Federal immigration brokers tried to detain Mora. However due to California’s sanctuary regulation, “the jail was unable to carry him or talk with ICE about his launch and he walked out” on $15,000 bail, the investigating Sacramento County Sheriff’s Workplace reported Friday.
“This unspeakable tragedy highlights the true value, unintended or not, of sanctuary insurance policies that stop regulation enforcement from defending its residents,” mentioned Sacramento County Sheriff Scott Jones, who’s operating for Congress as a Republican.
The sheriff’s sweeping assertion is controversial.
There was a last-minute compromise compelled by Gov. Jerry Brown on the sanctuary invoice earlier than it handed the Legislature in 2017. The measure, by then-Senate chief Kevin de León — now a Los Angeles Metropolis Council member and mayoral candidate — denied California assist to federal brokers attempting to deport individuals who got here right here illegally however, like most, are staying out of hassle. The compromise meant ratting out unhealthy guys to the feds.
Go away the great ones alone and kick out the bums. Round 800 crimes have been listed as qualifiers for bum standing.
But when Mora didn’t meet the factors for being turned over to customs brokers, then the sanctuary regulation ought to be toughened up. He clearly ought to have been deported.
There’s lots about this mass taking pictures we nonetheless don’t know.
How did Mora get the gun? Did he purchase it off the road? Make it himself? Was it stolen? Did anybody know he had it?
Legislation enforcement should not have recognized, or it could have seized the weapon. You’d suppose.
There ought to be extra thorough investigations with in-depth interviews of home violence victims after they search restraining orders. And if the goal is discovered to own a firearm, confiscate it instantly. That will require extra money.

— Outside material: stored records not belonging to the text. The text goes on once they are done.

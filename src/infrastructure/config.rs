//! Configuration management

use crate::error::{DayportError, Result};
use serde::{Deserialize, Serialize};
use std::fs;
use std::path::Path;

/// Settings file looked up in the working directory when none is given
pub const DEFAULT_CONFIG_FILE: &str = "dayport.toml";

/// Environment variable overriding `geocode.api_key`
pub const GEOCODE_KEY_ENV: &str = "DAYPORT_GEOCODE_KEY";

pub const DEFAULT_GEOCODE_ENDPOINT: &str = "https://us1.locationiq.com/v1";

#[derive(Debug, Clone, Default, PartialEq, Serialize, Deserialize)]
#[serde(default)]
pub struct Config {
    pub journal: JournalConfig,
    pub geocode: GeocodeConfig,
}

#[derive(Debug, Clone, Default, PartialEq, Serialize, Deserialize)]
#[serde(default)]
pub struct JournalConfig {
    /// Name given to imported journals when none is passed on the command line
    pub name: Option<String>,
}

#[derive(Debug, Clone, PartialEq, Serialize, Deserialize)]
#[serde(default)]
pub struct GeocodeConfig {
    pub enabled: bool,
    pub api_key: Option<String>,
    pub endpoint: String,
}

impl Default for GeocodeConfig {
    fn default() -> Self {
        GeocodeConfig {
            enabled: true,
            api_key: None,
            endpoint: DEFAULT_GEOCODE_ENDPOINT.to_string(),
        }
    }
}

impl Config {
    /// Load configuration.
    ///
    /// An explicit path must exist. Without one, `dayport.toml` in the working
    /// directory is used when present, and defaults otherwise. The
    /// `DAYPORT_GEOCODE_KEY` environment variable is applied last.
    pub fn load(path: Option<&Path>) -> Result<Self> {
        let mut config = match path {
            Some(path) => Self::load_from_file(path)?,
            None => {
                let default_path = Path::new(DEFAULT_CONFIG_FILE);
                if default_path.is_file() {
                    Self::load_from_file(default_path)?
                } else {
                    Config::default()
                }
            }
        };

        config.apply_overrides(std::env::var(GEOCODE_KEY_ENV).ok());
        Ok(config)
    }

    /// Load config from a TOML file
    pub fn load_from_file(path: &Path) -> Result<Self> {
        let contents = fs::read_to_string(path).map_err(|e| {
            if e.kind() == std::io::ErrorKind::NotFound {
                DayportError::Config(format!("Config file not found: {}", path.display()))
            } else {
                DayportError::Io(e)
            }
        })?;

        toml::from_str(&contents).map_err(|e| {
            DayportError::Config(format!("Failed to parse {}: {}", path.display(), e))
        })
    }

    /// Apply values taken from the environment
    pub fn apply_overrides(&mut self, geocode_key: Option<String>) {
        if let Some(key) = geocode_key.filter(|key| !key.is_empty()) {
            self.geocode.api_key = Some(key);
        }
    }
}
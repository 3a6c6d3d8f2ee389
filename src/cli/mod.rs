//! CLI layer - Command-line interface

pub mod commands;
pub mod output;

pub use commands::{Cli, Commands};
pub use output::{format_import_summary, format_repack_summary};
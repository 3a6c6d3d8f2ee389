//! Journal aggregate root

use crate::domain::Entry;

/// A named, ordered collection of entries.
///
/// Insertion order is the only ordering; entries are never re-sorted.
#[derive(Debug, Clone, Default)]
pub struct Journal {
    pub name: Option<String>,
    pub entries: Vec<Entry>,
}

impl Journal {
    pub fn new() -> Self {
        Journal::default()
    }

    pub fn named(name: impl Into<String>) -> Self {
        Journal {
            name: Some(name.into()),
            entries: Vec::new(),
        }
    }

    pub fn add(&mut self, entry: Entry) {
        self.entries.push(entry);
    }

    pub fn extend(&mut self, entries: impl IntoIterator<Item = Entry>) {
        self.entries.extend(entries);
    }

    /// Total number of photos across all entries
    pub fn photo_count(&self) -> usize {
        self.entries.iter().map(|entry| entry.photos.len()).sum()
    }
}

The statewide knowledge system can also be decrepit and details about restraining orders isn’t circulated broadly, if in any respect. Bonta needs cash to beef it up.

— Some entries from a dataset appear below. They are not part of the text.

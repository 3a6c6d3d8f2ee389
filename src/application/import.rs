//! Import use case: build a journal from source adapters and export it

use crate::application::facebook::{discover_post_files, FacebookAdapter};
use crate::domain::Journal;
use crate::error::{DayportError, Result};
use crate::infrastructure::{geocoder_from_config, Archive, Config, Geocoder};
use log::{info, warn};
use std::path::{Path, PathBuf};

/// Name used when neither the command line nor the config names the journal
pub const DEFAULT_IMPORT_NAME: &str = "Facebook";

#[derive(Debug, Clone, Default)]
pub struct ImportOptions {
    /// Export directories to search for `your_posts*.json`
    pub facebook_exports: Vec<PathBuf>,
    /// Individual posts files
    pub post_files: Vec<PathBuf>,
    /// Directory media in `post_files` is relative to (default: the file's directory)
    pub media_root: Option<PathBuf>,
    pub name: Option<String>,
    pub output: PathBuf,
}

#[derive(Debug, Clone, PartialEq, Eq)]
pub struct ImportSummary {
    pub entries: usize,
    pub photos: usize,
    pub output: PathBuf,
}

/// Run an import using the resolver described by `config`
pub fn import(config: &Config, options: ImportOptions) -> Result<ImportSummary> {
    let geocoder = geocoder_from_config(&config.geocode);
    let name = options
        .name
        .clone()
        .or_else(|| config.journal.name.clone())
        .unwrap_or_else(|| DEFAULT_IMPORT_NAME.to_string());
    import_with(geocoder.as_ref(), &name, &options)
}

/// Run an import with an explicit resolver
pub fn import_with(
    geocoder: &dyn Geocoder,
    name: &str,
    options: &ImportOptions,
) -> Result<ImportSummary> {
    let mut journal = Journal::named(name);

    for export_dir in &options.facebook_exports {
        if !export_dir.is_dir() {
            return Err(DayportError::MalformedInput(format!(
                "Not an export directory: {}",
                export_dir.display()
            )));
        }
        let files = discover_post_files(export_dir);
        if files.is_empty() {
            warn!("no posts files found under {}", export_dir.display());
        }
        let adapter = FacebookAdapter::new(export_dir, geocoder);
        for file in files {
            journal.extend(adapter.load_posts(&file)?);
        }
    }

    for file in &options.post_files {
        let media_root = options
            .media_root
            .clone()
            .unwrap_or_else(|| default_media_root(file));
        let adapter = FacebookAdapter::new(media_root, geocoder);
        journal.extend(adapter.load_posts(file)?);
    }

    let summary = ImportSummary {
        entries: journal.entries.len(),
        photos: journal.photo_count(),
        output: options.output.clone(),
    };

    Archive::from(journal).export(&options.output)?;
    info!(
        "exported {} entries to {}",
        summary.entries,
        summary.output.display()
    );
    Ok(summary)
}

fn default_media_root(posts_file: &Path) -> PathBuf {
    posts_file
        .parent()
        .map(Path::to_path_buf)
        .unwrap_or_else(|| PathBuf::from("."))
}

#[cfg(test)]
mod tests {
    use super::*;
    use crate::infrastructure::OfflineGeocoder;
    use std::fs;
    use tempfile::TempDir;

    #[test]
    fn test_import_without_sources_writes_empty_journal() {
        let temp = TempDir::new().unwrap();
        let options = ImportOptions {
            output: temp.path().join("out.zip"),
            ..ImportOptions::default()
        };

        let summary = import_with(&OfflineGeocoder, "Empty", &options).unwrap();
        assert_eq!(summary.entries, 0);

        let archive = Archive::load(&options.output).unwrap();
        assert_eq!(archive.journals.len(), 1);
        assert_eq!(archive.journals[0].name.as_deref(), Some("Empty"));
    }

    #[test]
    fn test_name_falls_back_to_config_then_default() {
        let temp = TempDir::new().unwrap();
        let mut config = Config::default();
        config.geocode.enabled = false;
        config.journal.name = Some("From Config".to_string());

        let options = ImportOptions {
            output: temp.path().join("a.zip"),
            ..ImportOptions::default()
        };
        import(&config, options.clone()).unwrap();
        let archive = Archive::load(&options.output).unwrap();
        assert_eq!(archive.journals[0].name.as_deref(), Some("From Config"));

        config.journal.name = None;
        import(&config, options.clone()).unwrap();
        let archive = Archive::load(&options.output).unwrap();
        assert_eq!(archive.journals[0].name.as_deref(), Some(DEFAULT_IMPORT_NAME));
    }

    #[test]
    fn test_missing_export_dir_is_error() {
        let temp = TempDir::new().unwrap();
        let options = ImportOptions {
            facebook_exports: vec![temp.path().join("nope")],
            output: temp.path().join("out.zip"),
            ..ImportOptions::default()
        };
        assert!(import_with(&OfflineGeocoder, "X", &options).is_err());
        assert!(!options.output.exists());
    }

    #[test]
    fn test_export_dir_discovery() {
        let temp = TempDir::new().unwrap();
        let posts_dir = temp.path().join("posts");
        fs::create_dir_all(&posts_dir).unwrap();
        fs::write(posts_dir.join("your_posts_1.json"), r#"[{"data":[{"post":"a"}]}]"#).unwrap();
        fs::write(posts_dir.join("your_posts_2.json"), r#"[{"data":[{"post":"b"}]}]"#).unwrap();
        fs::write(posts_dir.join("other.json"), "not json").unwrap();

        let options = ImportOptions {
            facebook_exports: vec![temp.path().to_path_buf()],
            output: temp.path().join("out.zip"),
            ..ImportOptions::default()
        };
        let summary = import_with(&OfflineGeocoder, "FB", &options).unwrap();
        assert_eq!(summary.entries, 2);

        let archive = Archive::load(&options.output).unwrap();
        let bodies: Vec<_> = archive.journals[0]
            .entries
            .iter()
            .map(|e| e.body().unwrap_or_default().to_string())
            .collect();
        assert_eq!(bodies, vec!["a", "b"]);
    }
}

There’s a gun violence restraining order that’s targeted on firearms. It includes native “pink flag” packages aimed toward folks judged by a courtroom to be potential killers. Their weapons are confiscated instantly.
“Crimson flags are underutilized,” Bonta says.

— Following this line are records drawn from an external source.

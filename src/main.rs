use clap::Parser;
use dayport::application::{self, ImportOptions};
use dayport::cli::{format_import_summary, format_repack_summary, Cli, Commands};
use dayport::error::DayportError;
use dayport::infrastructure::{logging, Config};

fn main() {
    let cli = Cli::parse();
    logging::init(cli.verbose);

    match run(cli) {
        Ok(_) => std::process::exit(0),
        Err(e) => {
            eprintln!("Error: {}", e.display_with_suggestions());
            std::process::exit(e.exit_code());
        }
    }
}

fn run(cli: Cli) -> Result<(), DayportError> {
    match cli.command {
        Commands::Import {
            facebook_exports,
            post_files,
            media_root,
            name,
            output,
        } => {
            let config = Config::load(cli.config.as_deref())?;
            let options = ImportOptions {
                facebook_exports,
                post_files,
                media_root,
                name,
                output,
            };
            let summary = application::import(&config, options)?;
            println!("{}", format_import_summary(&summary));
            Ok(())
        }
        Commands::Dump { archive } => {
            let stdout = std::io::stdout();
            application::dump(&archive, stdout.lock())?;
            Ok(())
        }
        Commands::Repack { input, output } => {
            let summary = application::repack(&input, &output)?;
            println!("{}", format_repack_summary(&summary));
            Ok(())
        }
    }
}
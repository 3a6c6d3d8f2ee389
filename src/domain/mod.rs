//! Domain layer - Journal entity model

pub mod entry;
pub mod journal;
pub mod photo;
pub mod place;
pub mod timestamp;
pub mod weather;

pub use entry::Entry;
pub use journal::Journal;
pub use photo::{digest_bytes, Photo};
pub use place::Place;
pub use weather::Weather;
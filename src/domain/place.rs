//! Place value object

/// A named location; every field is optional and coordinates are not range-checked
#[derive(Debug, Clone, Default, PartialEq)]
pub struct Place {
    pub name: Option<String>,
    pub city: Option<String>,
    pub state: Option<String>,
    pub country: Option<String>,
    pub latitude: Option<f64>,
    pub longitude: Option<f64>,
}

impl Place {
    /// Place carrying only coordinates
    pub fn at(latitude: f64, longitude: f64) -> Self {
        Place {
            latitude: Some(latitude),
            longitude: Some(longitude),
            ..Place::default()
        }
    }

    /// Both coordinates, if both are known
    pub fn coordinates(&self) -> Option<(f64, f64)> {
        self.latitude.zip(self.longitude)
    }

    /// Render as markdown: a heading, a locality line and a GPS line,
    /// each only when there is something to show
    pub fn markdown(&self) -> String {
        let mut lines = Vec::new();

        if let Some(name) = &self.name {
            lines.push(format!("## {}", name));
        }

        let locality: Vec<&str> = [&self.city, &self.state, &self.country]
            .into_iter()
            .filter_map(|part| part.as_deref())
            .filter(|part| !part.is_empty())
            .collect();
        if !locality.is_empty() {
            lines.push(locality.join(", "));
        }

        if let Some((latitude, longitude)) = self.coordinates() {
            lines.push(format!("GPS: {}, {}", latitude, longitude));
        }

        lines.join("\n")
    }
}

There are about 24,000 Californians the lawyer basic’s workplace is aware of about who possess weapons and legally shouldn’t. However it might’t recruit sufficient state officers to seize the weapons and make a dent within the record. The job is harmful and the pay isn’t aggressive.
“We have now probably the most restrictive gun legal guidelines within the nation,” says Sacramento County Dist. Atty. Anne Marie Schubert, who’s operating for lawyer basic as an impartial. “However you must have the funding to take the weapons off the road. There are ghost weapons in all places proper now.”
There’s laws aimed toward tightening up the seemingly ineffective ghost gun ban.
Gov. Gavin Newsom tasks a $21-billion discretionary state surplus for the following fiscal yr. Take 1% of that and make investments it in defending younger ladies from their gun-toting fathers.
And assist the feds deport those right here illegally.

Politics
Trump admin files first racketeering charges against massive migrant terrorist group present in U.S.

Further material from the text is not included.